Marcellin College Randwick is an independent systemic Roman Catholic single-sex secondary day school for boys, located in Randwick in the Eastern Suburbs of Sydney, New South Wales, Australia. Conducted by the Marist Brothers and founded in 1923, Marcellin is a school of the Archdiocese of Sydney, and currently caters for approximately 962 students from Years 7 to 12.

The college is affiliated with the Association of Marist Schools of Australia (AMSA) and the Metropolitan Catholic Colleges Sports Association (MCC).

History 
Marist Brothers founded the college as part of the worldwide Congregation of Marist Colleges which began in 1816 under the guidance of the French priest, Marcellin Champagnat SM.

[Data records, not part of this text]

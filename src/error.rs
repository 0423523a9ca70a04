//! Domain error types for the fan wiki server.
//!
//! Uses thiserror for ergonomic error handling with automatic Display implementations.

use std::fmt;
use std::sync::atomic::{AtomicBool, Ordering};

use actix_web::http::{StatusCode, header};
use actix_web::{HttpResponse, ResponseError};

/// Whether error responses carry the underlying error text.
/// Set once at startup; false in production.
static EXPOSE_DETAIL: AtomicBool = AtomicBool::new(false);

/// Enable or disable `detail` in error responses.
pub fn set_expose_detail(expose: bool) {
    EXPOSE_DETAIL.store(expose, Ordering::Relaxed);
}

fn expose_detail() -> bool {
    EXPOSE_DETAIL.load(Ordering::Relaxed)
}

/// Application-level errors.
#[derive(Debug, thiserror::Error)]
pub enum AppError {
    /// Database operation failed
    #[error("Database error: {0}")]
    Database(String),

    /// Resource not found
    #[error("{0} not found")]
    NotFound(String),

    /// Invalid input data
    #[error("Invalid input: {0}")]
    InvalidInput(String),

    /// Missing or invalid session
    #[error("Unauthorized: {0}")]
    Unauthorized(String),

    /// Authenticated but not allowed (also CSRF failures)
    #[error("Forbidden: {0}")]
    Forbidden(String),

    /// Unique constraint clash (e.g. duplicate slug)
    #[error("Conflict: {0}")]
    Conflict(String),

    /// Too many requests from one client
    #[error("Too many requests, retry in {retry_after_secs}s")]
    RateLimited { retry_after_secs: u64 },

    /// Identity provider call failed
    #[error("Identity provider error: {0}")]
    Identity(String),

    /// Anything else
    #[error("Internal error: {0}")]
    Internal(String),
}

impl AppError {
    /// Stable machine-readable code for the response body.
    pub fn code(&self) -> &'static str {
        match self {
            AppError::Database(_) => "DATABASE_ERROR",
            AppError::NotFound(_) => "NOT_FOUND",
            AppError::InvalidInput(_) => "INVALID_INPUT",
            AppError::Unauthorized(_) => "UNAUTHORIZED",
            AppError::Forbidden(_) => "FORBIDDEN",
            AppError::Conflict(_) => "CONFLICT",
            AppError::RateLimited { .. } => "RATE_LIMITED",
            AppError::Identity(_) => "IDENTITY_PROVIDER_ERROR",
            AppError::Internal(_) => "INTERNAL_ERROR",
        }
    }

    /// Build the response body. Server-side failures get a generic message;
    /// their text only travels in `detail`, and only outside production.
    pub fn to_body(&self, with_detail: bool) -> ErrorResponse {
        let (message, detail) = match self {
            AppError::Database(err) => (
                "An internal database error occurred".to_string(),
                Some(err.clone()),
            ),
            AppError::Identity(err) => (
                "The identity provider could not be reached".to_string(),
                Some(err.clone()),
            ),
            AppError::Internal(err) => (
                "An internal error occurred".to_string(),
                Some(err.clone()),
            ),
            _ => (self.to_string(), None),
        };

        ErrorResponse {
            error: self.code().to_string(),
            message,
            detail: if with_detail { detail } else { None },
        }
    }
}

impl ResponseError for AppError {
    fn status_code(&self) -> StatusCode {
        match self {
            AppError::Database(_) | AppError::Internal(_) => StatusCode::INTERNAL_SERVER_ERROR,
            AppError::NotFound(_) => StatusCode::NOT_FOUND,
            AppError::InvalidInput(_) => StatusCode::BAD_REQUEST,
            AppError::Unauthorized(_) => StatusCode::UNAUTHORIZED,
            AppError::Forbidden(_) => StatusCode::FORBIDDEN,
            AppError::Conflict(_) => StatusCode::CONFLICT,
            AppError::RateLimited { .. } => StatusCode::TOO_MANY_REQUESTS,
            AppError::Identity(_) => StatusCode::BAD_GATEWAY,
        }
    }

    fn error_response(&self) -> HttpResponse {
        match self {
            AppError::Database(err) => tracing::error!("Database error: {}", err),
            AppError::Identity(err) => tracing::error!("Identity provider error: {}", err),
            AppError::Internal(err) => tracing::error!("Internal error: {}", err),
            _ => {}
        }

        let mut builder = HttpResponse::build(self.status_code());
        if let AppError::RateLimited { retry_after_secs } = self {
            builder.insert_header((header::RETRY_AFTER, retry_after_secs.to_string()));
        }
        builder.json(self.to_body(expose_detail()))
    }
}

/// Error response body matching OpenAPI schema.
#[derive(Debug, serde::Serialize, utoipa::ToSchema)]
pub struct ErrorResponse {
    pub error: String,
    pub message: String,
    #[serde(skip_serializing_if = "Option::is_none")]
    pub detail: Option<String>,
}

impl fmt::Display for ErrorResponse {
    fn fmt(&self, f: &mut fmt::Formatter<'_>) -> fmt::Result {
        write!(f, "{}: {}", self.error, self.message)
    }
}

/// Convenience type alias for Results with AppError.
pub type AppResult<T> = Result<T, AppError>;

// Conversion implementations for common error types

impl From<serde_json::Error> for AppError {
    fn from(err: serde_json::Error) -> Self {
        AppError::InvalidInput(format!("JSON parsing error: {}", err))
    }
}

impl From<sea_orm::DbErr> for AppError {
    fn from(err: sea_orm::DbErr) -> Self {
        AppError::Database(err.to_string())
    }
}

impl From<uuid::Error> for AppError {
    fn from(err: uuid::Error) -> Self {
        AppError::InvalidInput(format!("Invalid UUID: {}", err))
    }
}

impl From<reqwest::Error> for AppError {
    fn from(err: reqwest::Error) -> Self {
        AppError::Identity(err.to_string())
    }
}
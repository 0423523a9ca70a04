//! Status lifecycle, slug generation and field validation shared by wiki and news content.

use serde::{Deserialize, Serialize};
use serde_json::Value as JsonValue;
use utoipa::ToSchema;

use crate::error::{AppError, AppResult};

pub const MAX_TITLE_LEN: usize = 200;
pub const MAX_SLUG_LEN: usize = 200;
pub const MAX_DESCRIPTION_LEN: usize = 500;
pub const MAX_TAGS: usize = 20;
pub const MAX_TAG_LEN: usize = 50;
pub const MAX_URL_LEN: usize = 1000;

/// Publication status of a wiki page or news article.
#[derive(Debug, Clone, Copy, PartialEq, Eq, Serialize, Deserialize, ToSchema)]
#[serde(rename_all = "lowercase")]
pub enum ContentStatus {
    Draft,
    Published,
    Archived,
}

impl ContentStatus {
    pub fn as_str(&self) -> &'static str {
        match self {
            Self::Draft => "draft",
            Self::Published => "published",
            Self::Archived => "archived",
        }
    }

    pub fn parse(s: &str) -> Option<Self> {
        match s {
            "draft" => Some(Self::Draft),
            "published" => Some(Self::Published),
            "archived" => Some(Self::Archived),
            _ => None,
        }
    }
}

impl std::fmt::Display for ContentStatus {
    fn fmt(&self, f: &mut std::fmt::Formatter<'_>) -> std::fmt::Result {
        write!(f, "{}", self.as_str())
    }
}

/// Generate a URL-safe slug from a title.
///
/// Lowercases, maps everything outside `[a-z0-9]` to hyphens, collapses
/// runs of hyphens and trims them from both ends.
pub fn generate_slug(title: &str) -> String {
    let mut slug = String::with_capacity(title.len());
    let mut prev_hyphen = true;
    for c in title.to_lowercase().chars() {
        if c.is_ascii_alphanumeric() {
            slug.push(c);
            prev_hyphen = false;
        } else if !prev_hyphen {
            slug.push('-');
            prev_hyphen = true;
        }
    }
    let mut slug = slug.trim_end_matches('-').to_string();
    if slug.len() > MAX_SLUG_LEN {
        slug.truncate(MAX_SLUG_LEN);
        slug = slug.trim_end_matches('-').to_string();
    }
    slug
}

/// Resolve the slug for new content: validate the given one or derive it from the title.
pub fn resolve_slug(slug: Option<&str>, title: &str) -> AppResult<String> {
    let slug = match slug.map(str::trim).filter(|s| !s.is_empty()) {
        Some(s) => s.to_string(),
        None => generate_slug(title),
    };
    validate_slug(&slug)?;
    Ok(slug)
}

pub fn validate_title(title: &str) -> AppResult<()> {
    if title.trim().is_empty() {
        return Err(AppError::InvalidInput("Title must not be empty".into()));
    }
    if title.chars().count() > MAX_TITLE_LEN {
        return Err(AppError::InvalidInput(format!(
            "Title must be at most {} characters",
            MAX_TITLE_LEN
        )));
    }
    Ok(())
}

/// Slugs are non-empty, lowercase alphanumeric plus single inner hyphens.
pub fn validate_slug(slug: &str) -> AppResult<()> {
    if slug.is_empty() {
        return Err(AppError::InvalidInput("Slug must not be empty".into()));
    }
    if slug.len() > MAX_SLUG_LEN {
        return Err(AppError::InvalidInput(format!(
            "Slug must be at most {} characters",
            MAX_SLUG_LEN
        )));
    }
    if !slug
        .chars()
        .all(|c| c.is_ascii_lowercase() || c.is_ascii_digit() || c == '-')
        || slug.starts_with('-')
        || slug.ends_with('-')
        || slug.contains("--")
    {
        return Err(AppError::InvalidInput(
            "Slug must contain only lowercase alphanumeric characters separated by single hyphens"
                .into(),
        ));
    }
    Ok(())
}

pub fn validate_description(description: &str) -> AppResult<()> {
    if description.chars().count() > MAX_DESCRIPTION_LEN {
        return Err(AppError::InvalidInput(format!(
            "Description must be at most {} characters",
            MAX_DESCRIPTION_LEN
        )));
    }
    Ok(())
}

/// Only absolute http(s) URLs or site-relative paths are stored.
pub fn validate_image_url(url: &str) -> AppResult<()> {
    if url.len() > MAX_URL_LEN {
        return Err(AppError::InvalidInput(format!(
            "Image URL must be at most {} characters",
            MAX_URL_LEN
        )));
    }
    let allowed = url.starts_with("https://")
        || url.starts_with("http://")
        || (url.starts_with('/') && !url.starts_with("//"));
    if !allowed {
        return Err(AppError::InvalidInput(
            "Image URL must be an http(s) URL or a site-relative path".into(),
        ));
    }
    Ok(())
}

/// Normalize tags into a set: trimmed, lowercased, de-duplicated, order kept.
pub fn normalize_tags(tags: &[String]) -> AppResult<Vec<String>> {
    let mut out: Vec<String> = Vec::with_capacity(tags.len());
    for tag in tags {
        let tag = tag.trim().to_lowercase();
        if tag.is_empty() {
            continue;
        }
        if tag.chars().count() > MAX_TAG_LEN {
            return Err(AppError::InvalidInput(format!(
                "Tag '{}' exceeds {} characters",
                tag, MAX_TAG_LEN
            )));
        }
        if !out.contains(&tag) {
            out.push(tag);
        }
    }
    if out.len() > MAX_TAGS {
        return Err(AppError::InvalidInput(format!(
            "A maximum of {} tags is allowed",
            MAX_TAGS
        )));
    }
    Ok(out)
}

/// Tags are stored as a JSONB array of strings.
pub fn tags_to_json(tags: &[String]) -> JsonValue {
    JsonValue::Array(tags.iter().cloned().map(JsonValue::String).collect())
}

pub fn tags_from_json(value: &JsonValue) -> Vec<String> {
    value
        .as_array()
        .map(|items| {
            items
                .iter()
                .filter_map(|v| v.as_str().map(str::to_string))
                .collect()
        })
        .unwrap_or_default()
}

/// Turn an optional text field into a stored value: blank clears it.
pub fn non_blank(value: Option<&str>) -> Option<String> {
    value
        .map(str::trim)
        .filter(|s| !s.is_empty())
        .map(str::to_string)
}
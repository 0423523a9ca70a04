//! Identity token claims and session endpoint payloads.

use serde::{Deserialize, Serialize};
use utoipa::ToSchema;

/// Claims common to provider ID tokens and session cookies.
#[derive(Debug, Clone, Serialize, Deserialize)]
pub struct IdentityClaims {
    /// Provider UID.
    pub sub: String,
    pub iss: String,
    pub aud: String,
    pub exp: u64,
    pub iat: u64,
    #[serde(default)]
    pub auth_time: Option<u64>,
    #[serde(default)]
    pub email: Option<String>,
    #[serde(default)]
    pub name: Option<String>,
    #[serde(default)]
    pub picture: Option<String>,
}

impl IdentityClaims {
    pub fn uid(&self) -> &str {
        &self.sub
    }
}

/// Sign-in body: the ID token obtained by the browser from the provider.
#[derive(Debug, Deserialize, ToSchema)]
#[serde(rename_all = "camelCase")]
pub struct LoginRequest {
    pub id_token: String,
}

/// Freshly issued CSRF token (also set as cookie).
#[derive(Debug, Serialize, ToSchema)]
#[serde(rename_all = "camelCase")]
pub struct CsrfTokenResponse {
    pub csrf_token: String,
}
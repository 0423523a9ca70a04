//! Sign-in, current user and logout through the mock identity provider.

use actix_web::cookie::Cookie;
use actix_web::http::StatusCode;
use actix_web::test;
use fanwiki_lib::entity::user;

use super::mock_identity_provider::TestClaims;
use super::test_helpers::*;

#[actix_web::test]
async fn test_sign_in_creates_user_and_session() {
    let env = TestEnv::start().await;
    let created = sample_user("player-7", false);
    let app = create_test_app(
        &env,
        mock_db([Vec::<user::Model>::new(), vec![created.clone()], vec![created]]),
    )
    .await;

    let id_token = env.sign(&TestClaims::id_token("player-7").with_name("Wanderer"));
    let req = with_csrf(test::TestRequest::post().uri("/api/auth/session"))
        .set_json(serde_json::json!({ "idToken": id_token }))
        .to_request();
    let resp = call(&app, req).await;

    assert_eq!(resp.status, StatusCode::OK, "body: {}", resp.body);
    assert_eq!(resp.body["user"]["uid"], "player-7");
    assert_eq!(resp.body["user"]["isAdmin"], false);
    assert_eq!(env.mock.sessions_created(), 1);

    let session = resp.cookie("session").expect("session cookie").clone();
    assert_eq!(session.http_only(), Some(true));
    assert!(!session.value().is_empty());
    assert_eq!(resp.cookie("admin-session").map(|c| c.value()), Some(""));

    // The minted cookie is accepted on later requests
    let req = test::TestRequest::get()
        .uri("/api/auth/me")
        .cookie(Cookie::new("session", session.value().to_string()))
        .to_request();
    let resp = call(&app, req).await;
    assert_eq!(resp.status, StatusCode::OK);
    assert_eq!(resp.body["user"]["uid"], "player-7");
}

#[actix_web::test]
async fn test_sign_in_requires_recent_authentication() {
    let env = TestEnv::start().await;
    let app = create_test_app(&env, empty_db()).await;

    let id_token = env.sign(&TestClaims::id_token("player-7").stale_sign_in());
    let req = with_csrf(test::TestRequest::post().uri("/api/auth/session"))
        .set_json(serde_json::json!({ "idToken": id_token }))
        .to_request();
    let resp = call(&app, req).await;

    assert_eq!(resp.status, StatusCode::UNAUTHORIZED);
    assert_eq!(env.mock.sessions_created(), 0);
}

#[actix_web::test]
async fn test_sign_in_rejects_foreign_issuer() {
    let env = TestEnv::start().await;
    let app = create_test_app(&env, empty_db()).await;

    let id_token =
        env.sign(&TestClaims::id_token("player-7").with_issuer("https://accounts.example.com"));
    let req = with_csrf(test::TestRequest::post().uri("/api/auth/session"))
        .set_json(serde_json::json!({ "idToken": id_token }))
        .to_request();
    let resp = call(&app, req).await;

    assert_eq!(resp.status, StatusCode::UNAUTHORIZED);
    assert_eq!(env.mock.sessions_created(), 0);
}

#[actix_web::test]
async fn test_sign_in_needs_csrf_token() {
    let env = TestEnv::start().await;
    let app = create_test_app(&env, empty_db()).await;

    let id_token = env.sign(&TestClaims::id_token("player-7"));
    let req = test::TestRequest::post()
        .uri("/api/auth/session")
        .set_json(serde_json::json!({ "idToken": id_token }))
        .to_request();
    let resp = call(&app, req).await;

    assert_eq!(resp.status, StatusCode::FORBIDDEN);
    assert_eq!(env.mock.sessions_created(), 0);
}

#[actix_web::test]
async fn test_me_without_session_is_null() {
    let env = TestEnv::start().await;
    let app = create_test_app(&env, empty_db()).await;

    let req = test::TestRequest::get().uri("/api/auth/me").to_request();
    let resp = call(&app, req).await;

    assert_eq!(resp.status, StatusCode::OK);
    assert!(resp.body["user"].is_null());
}

#[actix_web::test]
async fn test_logout_clears_cookies() {
    let env = TestEnv::start().await;
    let app = create_test_app(&env, empty_db()).await;

    let req = with_csrf(test::TestRequest::post().uri("/api/auth/logout")).to_request();
    let resp = call(&app, req).await;

    assert_eq!(resp.status, StatusCode::OK);
    for name in ["session", "admin-session"] {
        let cookie = resp.cookie(name).expect("removal cookie");
        assert_eq!(cookie.value(), "");
        assert_eq!(
            cookie.max_age(),
            Some(actix_web::cookie::time::Duration::ZERO)
        );
    }
}
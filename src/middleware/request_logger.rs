//! Request logging middleware.
//!
//! Logs method, path, client address and whether a session cookie was sent.
//! Cookie and header values are never logged.

use actix_web::Error;
use actix_web::dev::{Service, ServiceRequest, ServiceResponse, Transform, forward_ready};
use futures_util::future::LocalBoxFuture;
use std::future::{Ready, ready};
use std::time::Instant;
use tracing::{info, warn};

use crate::config::{ADMIN_KEY_HEADER, SESSION_COOKIE};

/// Request logger middleware factory.
pub struct RequestLogger;

impl<S, B> Transform<S, ServiceRequest> for RequestLogger
where
    S: Service<ServiceRequest, Response = ServiceResponse<B>, Error = Error>,
    S::Future: 'static,
    B: 'static,
{
    type Response = ServiceResponse<B>;
    type Error = Error;
    type InitError = ();
    type Transform = RequestLoggerMiddleware<S>;
    type Future = Ready<Result<Self::Transform, Self::InitError>>;

    fn new_transform(&self, service: S) -> Self::Future {
        ready(Ok(RequestLoggerMiddleware { service }))
    }
}

/// Request logger middleware service.
pub struct RequestLoggerMiddleware<S> {
    service: S,
}

impl<S, B> Service<ServiceRequest> for RequestLoggerMiddleware<S>
where
    S: Service<ServiceRequest, Response = ServiceResponse<B>, Error = Error>,
    S::Future: 'static,
    B: 'static,
{
    type Response = ServiceResponse<B>;
    type Error = Error;
    type Future = LocalBoxFuture<'static, Result<Self::Response, Self::Error>>;

    forward_ready!(service);

    fn call(&self, req: ServiceRequest) -> Self::Future {
        let start = Instant::now();
        let method = req.method().to_string();
        let path = req.path().to_string();
        let remote_addr = req
            .connection_info()
            .realip_remote_addr()
            .unwrap_or("unknown")
            .to_string();
        let user_agent = req
            .headers()
            .get("user-agent")
            .and_then(|v| v.to_str().ok())
            .unwrap_or("unknown")
            .to_string();
        let has_session = req.cookie(SESSION_COOKIE).is_some();
        let has_admin_key = req.headers().contains_key(ADMIN_KEY_HEADER);

        info!(
            target: "api",
            method = %method,
            path = %path,
            remote_addr = %remote_addr,
            user_agent = %user_agent,
            session = has_session,
            admin_key = has_admin_key,
            "→ Request started"
        );

        let fut = self.service.call(req);

        Box::pin(async move {
            let res = fut.await?;
            let elapsed = start.elapsed();
            let status = res.status();
            let status_code = status.as_u16();

            if status.is_success() || status.is_redirection() {
                info!(
                    target: "api",
                    method = %method,
                    path = %path,
                    status = %status_code,
                    duration_ms = %elapsed.as_millis(),
                    "← Request completed"
                );
            } else if status.is_client_error() {
                warn!(
                    target: "api",
                    method = %method,
                    path = %path,
                    remote_addr = %remote_addr,
                    status = %status_code,
                    duration_ms = %elapsed.as_millis(),
                    "← Client error"
                );
            } else {
                warn!(
                    target: "api",
                    method = %method,
                    path = %path,
                    status = %status_code,
                    duration_ms = %elapsed.as_millis(),
                    "← Server error"
                );
            }

            Ok(res)
        })
    }
}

Archbishop Kelly visited Randwick in 1921, and pressed for the establishment of a school for boys. Land became available in Alison Rd and on 4 November 1922 Dr Sheehan laid the first stone which now forms part of the College Wall. Dr Cyril Fallon campaigned for funds. Br Walstan Curtin was the first headmaster, and welcomed the first students on 29 January 1923. Originally the brothers traveled from Darlinghurst and Hunters Hill, until Br Aquinas managed to purchase the house adjoining the college, and then it became the living quarters for the Brothers. The Marist Brothers have managed the college ever since.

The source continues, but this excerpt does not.